There are two sides to the coin. And there will always be some good and evil in every situation. I wouldn't say SAHMs are the best and perfect as they can spend more time with their family. Absolutely not. But what I'm saying is, if anyone can afford to be a SAHM, choose that lifestyle for her, and goes best for her family then she shouldn't feel the pressure from outside and inside of the family as well.
We need to remember, that the social structure runs best when there's someone to take active care of the upcoming generation. And you have to agree that a mom's role can't be replaced!
Don't get me wrong, I'm not here to shame the working mom but to appreciate the payless job of a SAHM.

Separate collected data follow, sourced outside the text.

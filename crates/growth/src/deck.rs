//! deck.gl description of the 3D growth map.
//!
//! Layer fields are camelCase so the page can hand them straight to
//! `GeoJsonLayer`; colors are RGBA arrays.

use formats::feature_collection_value;
use serde::Serialize;
use serde_json::{Map, Value, json};

use crate::symbology::{BOUNDARY_STYLE, GROWTH_STYLE, LayerStyle, Rgba};
use crate::table::{GrowthRecord, total_bounds};
use crate::viewport::Viewport;

pub const DEFAULT_ELEVATION_DIVISOR: f64 = 50.0;
pub const DEFAULT_MAP_STYLE: &str = "mapbox://styles/mapbox/dark-v10";
pub const BOUNDARY_LAYER_ID: &str = "barrios-veredas";
pub const GROWTH_LAYER_ID: &str = "crecimiento-urbano";
/// Where the page fetches the boundary context layer from.
pub const BOUNDARY_DATA_URL: &str = "/api/boundaries.geojson";

#[derive(Debug, Clone, PartialEq, Serialize)]
#[serde(rename_all = "camelCase")]
pub struct MapLayer {
    pub id: &'static str,
    /// Inline FeatureCollection or a URL deck.gl fetches itself.
    pub data: Value,
    pub filled: bool,
    pub stroked: bool,
    pub extruded: bool,
    pub get_fill_color: Rgba,
    pub get_line_color: Rgba,
    pub line_width_min_pixels: f32,
    /// Feature property holding the extrusion height, if extruded.
    #[serde(skip_serializing_if = "Option::is_none")]
    pub elevation_property: Option<&'static str>,
    pub pickable: bool,
    pub auto_highlight: bool,
}

impl MapLayer {
    fn styled(id: &'static str, data: Value, style: LayerStyle) -> Self {
        Self {
            id,
            data,
            filled: true,
            stroked: true,
            extruded: false,
            get_fill_color: style.fill,
            get_line_color: style.line,
            line_width_min_pixels: style.line_width_min_pixels,
            elevation_property: None,
            pickable: false,
            auto_highlight: false,
        }
    }
}

#[derive(Debug, Clone, PartialEq, Serialize)]
pub struct DeckSpec {
    pub map_style: String,
    pub initial_view_state: Viewport,
    /// Draw order: boundaries underneath, growth on top.
    pub layers: Vec<MapLayer>,
    /// deck.gl tooltip template; `{tooltip}` reads the feature property.
    pub tooltip: Value,
}

/// Hover text for one growth polygon.
pub fn tooltip_text(row: &GrowthRecord) -> String {
    format!(
        "{}\nÁrea: {:.2} ha\n% crecimiento: {:.2}%",
        row.name.as_deref().unwrap_or_default(),
        row.growth_ha.unwrap_or(f64::NAN),
        row.growth_pct.unwrap_or(f64::NAN),
    )
}

fn growth_feature(row: &GrowthRecord, elevation_divisor: f64) -> Value {
    let elevation = row
        .growth_raw
        .map(|raw| raw / elevation_divisor)
        .filter(|v| v.is_finite())
        .unwrap_or(0.0);

    let mut props = Map::new();
    props.insert("name".into(), json!(row.name));
    props.insert("area_id".into(), json!(row.area_id));
    props.insert("subtype".into(), json!(row.subtype));
    props.insert("growth_ha".into(), json!(row.growth_ha));
    props.insert("growth_pct".into(), json!(row.growth_pct));
    props.insert("elevation".into(), json!(elevation));
    props.insert("tooltip".into(), json!(tooltip_text(row)));
    row.feature.to_geojson_value_with(props)
}

/// Growth polygons as an extruded, pickable layer.
pub fn growth_layer(rows: &[&GrowthRecord], elevation_divisor: f64) -> MapLayer {
    let features = rows
        .iter()
        .map(|row| growth_feature(row, elevation_divisor))
        .collect();
    MapLayer {
        extruded: true,
        elevation_property: Some("elevation"),
        pickable: true,
        auto_highlight: true,
        ..MapLayer::styled(GROWTH_LAYER_ID, feature_collection_value(features), GROWTH_STYLE)
    }
}

pub fn boundary_layer() -> MapLayer {
    MapLayer::styled(BOUNDARY_LAYER_ID, json!(BOUNDARY_DATA_URL), BOUNDARY_STYLE)
}

/// Map description for a non-empty filtered set, framed on its bounds.
pub fn build_deck(rows: &[&GrowthRecord], elevation_divisor: f64, map_style: &str) -> DeckSpec {
    let bounds = total_bounds(rows.iter().copied());
    DeckSpec {
        map_style: map_style.to_string(),
        initial_view_state: Viewport::for_bounds(&bounds),
        layers: vec![boundary_layer(), growth_layer(rows, elevation_divisor)],
        tooltip: json!({ "text": "{tooltip}" }),
    }
}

I left a 4.5 years career in a top organization in HR with a very good salary to pursue my family life. I believe, I managed to make that decision because of my supportive husband. I know, it's not always the case for everyone. I have one of the best higher degrees in my country, I was one of the toppers at my University; it took me a lot to leave everything. I felt ashamed for not having a "real job" or for not being able to contribute to society in the same way as my working counterparts/friends/relatives. It's the judgment of the condition for me to not live up to societal expectations. This shame leads to feelings of inadequacy and a sense of not belonging and it was detrimental to my mental health.

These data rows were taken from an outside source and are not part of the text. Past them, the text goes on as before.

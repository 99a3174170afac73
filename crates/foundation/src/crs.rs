//! Coordinate reference systems the loaders know how to bring into WGS 84.

use crate::math::{Hemisphere, UtmZone, utm_to_geodetic};

pub const EPSG_WGS84: u32 = 4326;

#[derive(Debug, Copy, Clone, PartialEq, Eq, Hash)]
pub enum Crs {
    /// Geographic WGS 84 (EPSG:4326); x = lon, y = lat in degrees.
    Wgs84,
    /// WGS 84 / UTM (EPSG:326zz north, EPSG:327zz south); x/y in meters.
    Utm(UtmZone),
}

#[derive(Debug, Clone, PartialEq, Eq)]
pub enum CrsError {
    UnsupportedEpsg(u32),
    UnrecognizedWkt(String),
}

impl std::fmt::Display for CrsError {
    fn fmt(&self, f: &mut std::fmt::Formatter<'_>) -> std::fmt::Result {
        match self {
            CrsError::UnsupportedEpsg(code) => write!(f, "unsupported EPSG code: {code}"),
            CrsError::UnrecognizedWkt(name) => {
                write!(f, "unrecognized projection definition: {name}")
            }
        }
    }
}

impl std::error::Error for CrsError {}

impl Crs {
    pub fn from_epsg(code: u32) -> Result<Self, CrsError> {
        let utm = |offset: u32, hemisphere| {
            u8::try_from(code - offset)
                .ok()
                .and_then(|n| UtmZone::new(n, hemisphere))
                .map(Crs::Utm)
                .ok_or(CrsError::UnsupportedEpsg(code))
        };
        match code {
            EPSG_WGS84 => Ok(Crs::Wgs84),
            32601..=32660 => utm(32600, Hemisphere::North),
            32701..=32760 => utm(32700, Hemisphere::South),
            _ => Err(CrsError::UnsupportedEpsg(code)),
        }
    }

    pub fn epsg(&self) -> u32 {
        match self {
            Crs::Wgs84 => EPSG_WGS84,
            Crs::Utm(zone) => {
                let base = match zone.hemisphere {
                    Hemisphere::North => 32600,
                    Hemisphere::South => 32700,
                };
                base + u32::from(zone.number)
            }
        }
    }

    /// Detects the CRS from ESRI/OGC WKT as found in a shapefile `.prj`.
    ///
    /// An explicit `AUTHORITY["EPSG", ...]` on the outermost node wins;
    /// otherwise the `PROJCS` name is matched against the usual
    /// "WGS 84 / UTM zone 18N" spellings, and a bare WGS 84 `GEOGCS` is
    /// geographic.
    pub fn from_wkt(wkt: &str) -> Result<Self, CrsError> {
        let wkt = wkt.trim();
        let head = wkt.split('[').next().unwrap_or("").trim().to_ascii_uppercase();
        let name = first_quoted(wkt).unwrap_or_default();

        if let Some(code) = outer_authority_code(wkt) {
            return Self::from_epsg(code);
        }

        match head.as_str() {
            "GEOGCS" | "GEOGCRS" => {
                let upper = name.to_ascii_uppercase();
                if upper.contains("WGS") && upper.contains("84") {
                    Ok(Crs::Wgs84)
                } else {
                    Err(CrsError::UnrecognizedWkt(name))
                }
            }
            "PROJCS" | "PROJCRS" => parse_utm_name(&name)
                .map(Crs::Utm)
                .ok_or(CrsError::UnrecognizedWkt(name)),
            _ => Err(CrsError::UnrecognizedWkt(name)),
        }
    }

    /// Transforms a native (x, y) pair into (lon, lat) degrees.
    pub fn to_lon_lat(&self, x: f64, y: f64) -> (f64, f64) {
        match self {
            Crs::Wgs84 => (x, y),
            Crs::Utm(zone) => {
                let geo = utm_to_geodetic(x, y, *zone);
                (geo.lon_deg(), geo.lat_deg())
            }
        }
    }
}

fn first_quoted(s: &str) -> Option<String> {
    let start = s.find('"')? + 1;
    let len = s[start..].find('"')?;
    Some(s[start..start + len].to_string())
}

/// The AUTHORITY node belonging to the root element is the last one that
/// closes right before the final bracket.
fn outer_authority_code(wkt: &str) -> Option<u32> {
    let body = wkt.strip_suffix(']')?;
    let idx = body.rfind("AUTHORITY[")?;
    let tail = &body[idx..];
    // Nested nodes close inside `tail`; only accept it when nothing follows
    // the authority node itself.
    let close = tail.find(']')?;
    if !tail[close + 1..].trim().is_empty() {
        return None;
    }
    let parts: Vec<&str> = tail["AUTHORITY[".len()..close]
        .split(',')
        .map(|p| p.trim().trim_matches('"'))
        .collect();
    match parts.as_slice() {
        [auth, code] if auth.eq_ignore_ascii_case("EPSG") => code.parse().ok(),
        _ => None,
    }
}

fn parse_utm_name(name: &str) -> Option<UtmZone> {
    let upper = name.to_ascii_uppercase().replace('_', " ");
    if !upper.contains("WGS") || !upper.contains("84") {
        return None;
    }
    let idx = upper.find("UTM ZONE ")?;
    let rest = &upper[idx + "UTM ZONE ".len()..];
    let digits: String = rest.chars().take_while(|c| c.is_ascii_digit()).collect();
    let number: u8 = digits.parse().ok()?;
    let hemisphere = match rest[digits.len()..].chars().next()? {
        'N' => Hemisphere::North,
        'S' => Hemisphere::South,
        _ => return None,
    };
    UtmZone::new(number, hemisphere)
}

I'm not sure if I wouldn't make a side hustle for myself on online platforms, I would feel the same positive energy I feel now. What I believe is, it's okay if anyone chooses just to take care of the family. If the man is the breadwinner then I have no problem making a sandwich. There's no 50/50 in our home but a flow of understanding and providing the best from our end.
Remember, the more 'modern' we are becoming the more we would feel the pressure to pressure a career and shame the SAHMs. So if you are a SAHM like me, take the time to determine why you choose to be so before going with the flow of what others think. If you are happy with what you do, there's no one that can break you.
You have the power to make a significant contribution to your family's well-being which no amount of money can buy. You can be a role model for your kids if you train yourself as such. You are the glue for your family, for the community, and as a whole for society. You should be proud of your contribution to your family and communities, and should not let guilt and shame undermine your self-worth and sense of purpose.
Don't come after me as I have said something very traditional. You don't have to agree with everything, we all are entitled to our opinions. Again, I'm saying, my core purpose is to point out that there's no shame to choose to be a SAHM if anyone can afford and choose to be so. You don't have to praise us if you don't feel so but don't shame us.
I applaude you for being a SAHM! I started out that way, but then economics took over and I couldn't be one. My kids turned out okay, but I think it would have been better for them if I'd been a SAHM rather than them being latch key kids.
Taking on the household full time (or part time for that matter) is a daunting task and is just as busy as being a top corporate person. I wish in some ways, that I could go back and do it again with the knowledge I have now.
You go girl! Those children, your husband, and your household depend on you and that is a VERY important job!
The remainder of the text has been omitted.